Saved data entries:
*** Begin section ***
// Copyright 2025 Amazon.com, Inc. or its affiliates. All Rights Reserved.
// SPDX-License-Identifier: Apache-2.0

//! Read engine: Memory Read TLPs in, completion TLP beats out.
//!
//! Four stages, each holding its own state and advancing once per clock:
//!
//! - **admission**: the parsed request descriptor is queued;
//! - **splitting**: one request at a time is carved into completion chunks of
//!   at most 32 DWORDs, the first chunk truncated so it ends on a 128-byte
//!   boundary unless the whole request fits in one chunk;
//! - **walk**: each chunk is walked DWORD-by-DWORD, one backing-store read
//!   per clock, the chunk's first and last DWORDs tagged for completion
//!   framing;
//! - **reassembly**: responses accumulate into 128-bit beats; the chunk's
//!   first response also synthesizes the three completion header DWORDs.
//!
//! Chunks of one request are emitted strictly in ascending-address order and
//! the next request is not split until the current one has been handed to
//! the walk completely, so completions are never reordered or interleaved.

use crate::bar::defs;
use crate::bar::metrics::METRICS;
use crate::logger::IncMetric;
use crate::tlp::{CplHeader, MemoryHeader, Region, TlpBeat, defs as tlp_defs, to_wire_order};
use crate::utils::ring_buffer::RingBuffer;

/// Descriptor of an admitted memory-read TLP. Exclusively owned by the
/// engine until the matching completions have been emitted.
#[derive(Debug, Default, Clone, Copy, PartialEq, Eq)]
pub struct ReadRequest {
    pub region: Region,
    /// 4-byte-aligned starting byte address.
    pub address: u32,
    pub requester_id: u16,
    pub tag: u8,
    /// Requested length in DWORDs, 1..=1024.
    pub dword_len: u16,
    /// Byte-enable of the first DWORD, retained from the header. Completions
    /// report the chunk's DWORD-aligned byte address; disabled leading bytes
    /// are not folded into the lower-address field.
    pub first_be: u8,
}

impl ReadRequest {
    /// Build a descriptor from a parsed header and the beat's region tag.
    pub fn from_header(hdr: &MemoryHeader, region: Region) -> ReadRequest {
        ReadRequest {
            region,
            address: hdr.address,
            requester_id: hdr.requester_id,
            tag: hdr.tag,
            dword_len: hdr.dword_len,
            first_be: hdr.first_be,
        }
    }
}

/// Context threaded through a backing-store read port unmodified, so a
/// response can be reunited with its originating chunk. Opaque to the store.
#[derive(Debug, Default, Clone, Copy, PartialEq, Eq)]
pub struct ReadContext {
    /// First DWORD of its chunk: starts a new completion TLP.
    pub first: bool,
    /// Last DWORD of its chunk: closes the completion TLP.
    pub last: bool,
    /// Completion header for the chunk; consulted only when `first` is set.
    pub header: CplHeader,
}

/// The atomic unit dispatched to a backing-store read port.
#[derive(Debug, Default, Clone, Copy, PartialEq, Eq)]
pub struct DwordRead {
    pub region: Region,
    pub address: u32,
    pub context: ReadContext,
}

/// A backing-store response, delivered after the store's fixed latency.
#[derive(Debug, Default, Clone, Copy, PartialEq, Eq)]
pub struct ReadResponse {
    pub data: u32,
    pub context: ReadContext,
}

/// Stage-B state: the request currently being carved into chunks.
#[derive(Debug, Clone, Copy)]
struct SplitState {
    req: ReadRequest,
    /// Byte address of the next chunk.
    address: u32,
    /// DWORDs of the request not yet handed to the walk.
    remaining: u16,
}

/// Stage-C state: the chunk currently being walked.
#[derive(Debug, Clone, Copy)]
struct ChunkWalk {
    region: Region,
    address: u32,
    remaining: u16,
    header: CplHeader,
    issued_any: bool,
}

/// Stage-D state: the outbound beat being filled.
#[derive(Debug, Default, Clone, Copy)]
struct Assembler {
    data: [u32; 4],
    keep: u8,
    slot: usize,
    /// The next emitted beat is the first of its completion TLP.
    tlp_first: bool,
}

/// The §4.2–§4.5 read engine.
#[derive(Debug)]
pub struct ReadEngine {
    admission: RingBuffer<ReadRequest>,
    split: Option<SplitState>,
    walk: Option<ChunkWalk>,
    asm: Assembler,
    egress: RingBuffer<TlpBeat>,
    /// Completion TLPs started but not yet fully handed to the egress queue.
    in_flight: u32,
    completer_id: u16,
}

impl Default for ReadEngine {
    fn default() -> Self {
        ReadEngine::new(defs::READ_ADMISSION_DEPTH, defs::EGRESS_BEATS, 0)
    }
}

impl ReadEngine {
    pub fn new(admission_depth: usize, egress_beats: usize, completer_id: u16) -> ReadEngine {
        ReadEngine {
            admission: RingBuffer::with_capacity(admission_depth),
            split: None,
            walk: None,
            asm: Assembler::default(),
            egress: RingBuffer::with_capacity(egress_beats),
            in_flight: 0,
            completer_id,
        }
    }

    /// Stage A: admit a validated read request. A request arriving while the
    /// queue is full is dropped silently, per the best-effort policy.
    pub fn admit(&mut self, req: ReadRequest) {
        if !self.admission.push(req) {
            METRICS.read_overflow_tlps.inc();
        }
    }

    /// Advance one clock: refill the splitter and walk, and issue at most
    /// one per-DWORD read. The caller dispatches the request to the
    /// addressed store and later feeds the response to [`ReadEngine::complete`].
    pub fn tick(&mut self) -> Option<DwordRead> {
        if self.walk.is_none() {
            self.refill_walk();
        }

        // Hold off while the egress queue could not absorb the beats of the
        // responses already in flight plus this one.
        if self.egress.free_len() < defs::EGRESS_HEADROOM {
            return None;
        }

        let mut walk = self.walk.take()?;
        let context = ReadContext {
            first: !walk.issued_any,
            last: walk.remaining == 1,
            header: walk.header,
        };
        let out = DwordRead {
            region: walk.region,
            address: walk.address,
            context,
        };
        walk.address = walk.address.wrapping_add(4);
        walk.remaining -= 1;
        walk.issued_any = true;
        if walk.remaining > 0 {
            self.walk = Some(walk);
        }
        METRICS.read_dwords.inc();
        Some(out)
    }

    /// Stage B: carve the next chunk of the current request (admitting the
    /// next request first if none is being split).
    fn refill_walk(&mut self) {
        let mut split = match self.split.take() {
            Some(split) => split,
            None => {
                let req = match self.admission.pop_front() {
                    Some(req) => req,
                    None => return,
                };
                SplitState {
                    address: req.address,
                    remaining: req.dword_len,
                    req,
                }
            }
        };

        // DWORD offset within the current 128-byte window; the first chunk
        // is truncated so it ends on the window boundary.
        let window_offset = (split.address >> 2) % u32::from(tlp_defs::CPL_CHUNK_DWORDS);
        let span = tlp_defs::CPL_CHUNK_DWORDS - window_offset as u16;
        let chunk_len = split.remaining.min(span);

        let header = CplHeader {
            completer_id: self.completer_id,
            requester_id: split.req.requester_id,
            tag: split.req.tag,
            dword_len: chunk_len,
            // Bytes remaining for the request including this chunk.
            byte_count: split.remaining * 4,
            lower_addr: (split.address & 0x7f) as u8,
        };
        self.walk = Some(ChunkWalk {
            region: split.req.region,
            address: split.address,
            remaining: chunk_len,
            header,
            issued_any: false,
        });

        split.address = split.address.wrapping_add(u32::from(chunk_len) * 4);
        split.remaining -= chunk_len;
        if split.remaining > 0 {
            self.split = Some(split);
        }
    }

    /// Stage D: fold one backing-store response into the outbound stream.
    ///
    /// A completion TLP starts existing at its chunk's first response; a
    /// chunk whose store never answers (an unpopulated region) therefore
    /// never raises the pending level.
    pub fn complete(&mut self, resp: ReadResponse) {
        let ctx = resp.context;
        if ctx.first {
            self.in_flight += 1;
            let [dw0, dw1, dw2] = ctx.header.pack();
            self.asm = Assembler {
                data: [dw0, dw1, dw2, 0],
                keep: 0b0111,
                slot: 3,
                tlp_first: true,
            };
        }
        self.asm.data[self.asm.slot] = to_wire_order(resp.data);
        self.asm.keep |= 1 << self.asm.slot;
        self.asm.slot += 1;

        if self.asm.slot == tlp_defs::DWORDS_PER_BEAT || ctx.last {
            let beat = TlpBeat {
                data: self.asm.data,
                keep: self.asm.keep,
                first: self.asm.tlp_first,
                last: ctx.last,
                region: Region::None,
            };
            // Issue-side headroom guarantees room for every in-flight
            // response; a full ring here is a latency-contract violation.
            let pushed = self.egress.push(beat);
            debug_assert!(pushed, "egress completion queue overrun");
            self.asm = Assembler::default();
            if ctx.last {
                self.in_flight -= 1;
                METRICS.completions.inc();
            }
        }
    }

    /// Pop the next outbound completion beat, if any.
    pub fn pop_completion(&mut self) -> Option<TlpBeat> {
        self.egress.pop_front()
    }

    /// Level signal: completion data has been started and not fully drained.
    pub fn has_pending(&self) -> bool {
        self.in_flight > 0 || !self.egress.is_empty()
    }

    /// Abandon every queued request, in-flight split/walk and partially
    /// assembled completion. No completion is ever sent for them.
    pub fn reset(&mut self) {
        self.admission.clear();
        self.split = None;
        self.walk = None;
        self.asm = Assembler::default();
        self.egress.clear();
        self.in_flight = 0;
    }
}
// Copyright 2025 Amazon.com, Inc. or its affiliates. All Rights Reserved.
// SPDX-License-Identifier: Apache-2.0

//! Write engine: Memory Write TLPs in, one per-DWORD write per clock out.
//!
//! Beats of the TLP currently arriving are staged and committed to the
//! bounded ingress buffer atomically on the TLP's last beat. A TLP that does
//! not fit is dropped in its entirety, silently. No error TLP is sent and
//! nothing is logged; the protocol layer above is responsible for detecting
//! missing effects.
//!
//! The walk emits at most one `(region, address, byte-enable, data)` write
//! per `tick()`: the header's first-DWORD byte-enable applies to the first
//! payload DWORD, the last-DWORD byte-enable to the final one, and every
//! DWORD in between is written fully enabled. A single-DWORD write honors
//! only the first-DWORD byte-enable.

use crate::bar::defs;
use crate::bar::metrics::METRICS;
use crate::logger::IncMetric;
use crate::tlp::{MemoryHeader, MemoryOp, Region, TlpBeat, defs as tlp_defs};
use crate::utils::ring_buffer::RingBuffer;

/// A single per-DWORD write dispatched to a backing-store port.
#[derive(Debug, Clone, Copy, PartialEq, Eq)]
pub struct DwordWrite {
    pub region: Region,
    pub address: u32,
    pub byte_enable: u8,
    pub data: u32,
}

/// Walk through the payload DWORDs of one committed write TLP.
#[derive(Debug, Clone, Copy)]
struct WriteWalk {
    region: Region,
    address: u32,
    first_be: u8,
    last_be: u8,
    /// DWORDs still to emit, including the one at the cursor.
    remaining: u16,
    emitted: u16,
    cur: Option<TlpBeat>,
    /// Next DWORD slot in `cur`.
    slot: usize,
    /// Declared count exhausted but the TLP has more beats; drain them.
    drain_excess: bool,
}

/// The §4.1 write engine. Feed it beats with [`WriteEngine::push`], step it
/// once per clock with [`WriteEngine::tick`].
#[derive(Debug)]
pub struct WriteEngine {
    ingress: RingBuffer<TlpBeat>,
    staged: Vec<TlpBeat>,
    /// Current inbound TLP is already condemned; swallow its remaining beats.
    staging_condemned: bool,
    walk: Option<WriteWalk>,
}

impl Default for WriteEngine {
    fn default() -> Self {
        WriteEngine::new(defs::WRITE_INGRESS_BEATS)
    }
}

impl WriteEngine {
    /// Engine with an ingress buffer of `capacity` beats.
    pub fn new(capacity: usize) -> WriteEngine {
        WriteEngine {
            ingress: RingBuffer::with_capacity(capacity),
            staged: Vec::new(),
            staging_condemned: false,
            walk: None,
        }
    }

    /// Back-pressure level: the engine can still absorb beats. Upstream may
    /// ignore it; the penalty is whole-TLP loss, not corruption.
    pub fn ready(&self) -> bool {
        self.ingress.free_len() > self.staged.len()
    }

    /// Accept one beat of an already-classified Memory Write TLP.
    pub fn push(&mut self, beat: TlpBeat) {
        if beat.first {
            // A new TLP implicitly abandons any unterminated predecessor.
            self.staged.clear();
            self.staging_condemned = false;
        }
        if self.staging_condemned {
            if beat.last {
                self.staging_condemned = false;
            }
            return;
        }
        // Longest legal write TLP: 4-DW header plus 1024 payload DWORDs.
        let max_beats = (4 + tlp_defs::MAX_REQ_DWORDS as usize).div_ceil(tlp_defs::DWORDS_PER_BEAT);
        if self.staged.len() >= max_beats {
            self.condemn(beat.last);
            return;
        }
        self.staged.push(beat);
        if beat.last {
            if self.ingress.free_len() < self.staged.len() {
                self.staged.clear();
                METRICS.write_overflow_tlps.inc();
                return;
            }
            for staged in self.staged.drain(..) {
                self.ingress.push(staged);
            }
        }
    }

    fn condemn(&mut self, was_last: bool) {
        self.staged.clear();
        self.staging_condemned = !was_last;
        METRICS.write_overflow_tlps.inc();
    }

    /// Advance one clock. Emits at most one write.
    pub fn tick(&mut self) -> Option<DwordWrite> {
        let mut walk = match self.walk.take() {
            Some(walk) => walk,
            None => self.start_walk()?,
        };

        if walk.drain_excess {
            return self.drain_excess(walk);
        }

        // Fetch the next beat of the TLP if the previous one is spent.
        if walk.cur.is_none() {
            let Some(beat) = self.ingress.pop_front() else {
                self.walk = Some(walk);
                return None;
            };
            if beat.first {
                // Previous TLP ended without delivering its declared count.
                debug_assert!(false, "write TLP truncated mid-walk");
                METRICS.malformed_write_walks.inc();
                self.walk = None;
                self.push_back_header(beat);
                return None;
            }
            walk.cur = Some(beat);
            walk.slot = 0;
        }
        let beat = walk.cur.unwrap();

        if walk.slot >= tlp_defs::DWORDS_PER_BEAT || beat.keep & (1 << walk.slot) == 0 {
            // Beat exhausted; repositioning consumes the cycle.
            if beat.last {
                if walk.remaining > 0 {
                    debug_assert!(false, "write TLP shorter than its declared DWORD count");
                    METRICS.malformed_write_walks.inc();
                }
                self.walk = None;
            } else {
                walk.cur = None;
                self.walk = Some(walk);
            }
            return None;
        }

        let byte_enable = if walk.emitted == 0 {
            walk.first_be
        } else if walk.remaining == 1 {
            walk.last_be
        } else {
            0b1111
        };
        let out = DwordWrite {
            region: walk.region,
            address: walk.address,
            byte_enable,
            data: beat.data[walk.slot],
        };
        walk.address = walk.address.wrapping_add(4);
        walk.slot += 1;
        walk.emitted += 1;
        walk.remaining -= 1;

        if walk.remaining == 0 {
            if beat.last {
                self.walk = None;
            } else {
                // More beats than the declared count accounts for.
                debug_assert!(false, "write TLP longer than its declared DWORD count");
                METRICS.malformed_write_walks.inc();
                walk.drain_excess = true;
                self.walk = Some(walk);
            }
        } else {
            self.walk = Some(walk);
        }
        METRICS.write_dwords.inc();
        Some(out)
    }

    /// Parse the header beat at the front of the ingress buffer and begin a
    /// walk. The first payload DWORD (if it shares the header beat) is
    /// emitted by the caller in this same cycle.
    fn start_walk(&mut self) -> Option<WriteWalk> {
        let beat = self.ingress.pop_front()?;
        if !beat.first {
            // Stray continuation beat; nothing to attach it to.
            METRICS.dropped_tlps.inc();
            return None;
        }
        let hdr = match MemoryHeader::parse(&beat) {
            Ok(hdr) => hdr,
            Err(_) => {
                // Upstream classification already filtered; treat as drop.
                METRICS.dropped_tlps.inc();
                return None;
            }
        };
        debug_assert!(hdr.op == MemoryOp::Write);
        Some(WriteWalk {
            region: beat.region,
            address: hdr.address,
            first_be: hdr.first_be,
            last_be: hdr.last_be,
            remaining: hdr.dword_len,
            emitted: 0,
            slot: hdr.payload_start_slot(),
            cur: Some(beat),
            drain_excess: false,
        })
    }

    fn drain_excess(&mut self, walk: WriteWalk) -> Option<DwordWrite> {
        match self.ingress.pop_front() {
            Some(beat) if beat.last => self.walk = None,
            Some(_) => self.walk = Some(walk),
            None => self.walk = Some(walk),
        }
        None
    }

    /// A first-beat surfaced while a walk was still open: the walk is dead,
    /// but the new TLP must not be lost. Re-stage its header beat.
    fn push_back_header(&mut self, beat: TlpBeat) {
        // The ingress ring just freed a slot by popping this beat, so the
        // push cannot fail; order is preserved because the walk owned every
        // beat ahead of it.
        let pushed = self.pushed_front(beat);
        debug_assert!(pushed);
    }

    fn pushed_front(&mut self, beat: TlpBeat) -> bool {
        // Rebuild with the header beat at the front.
        let mut reordered = RingBuffer::with_capacity(self.ingress.capacity());
        let ok = reordered.push(beat);
        while let Some(b) = self.ingress.pop_front() {
            reordered.push(b);
        }
        self.ingress = reordered;
        ok
    }

    /// Abandon all buffered and in-flight state. Not graceful: a partially
    /// emitted write sequence stays partially applied.
    pub fn reset(&mut self) {
        self.ingress.clear();
        self.staged.clear();
        self.staging_condemned = false;
        self.walk = None;
    }
}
*** End section ***
What to do ->
The answer should hold only the lines from the start of the records above through the line containing "completion chunks of", each set down exactly.

Task result ->
// Copyright 2025 Amazon.com, Inc. or its affiliates. All Rights Reserved.
// SPDX-License-Identifier: Apache-2.0

//! Read engine: Memory Read TLPs in, completion TLP beats out.
//!
//! Four stages, each holding its own state and advancing once per clock:
//!
//! - **admission**: the parsed request descriptor is queued;
//! - **splitting**: one request at a time is carved into completion chunks of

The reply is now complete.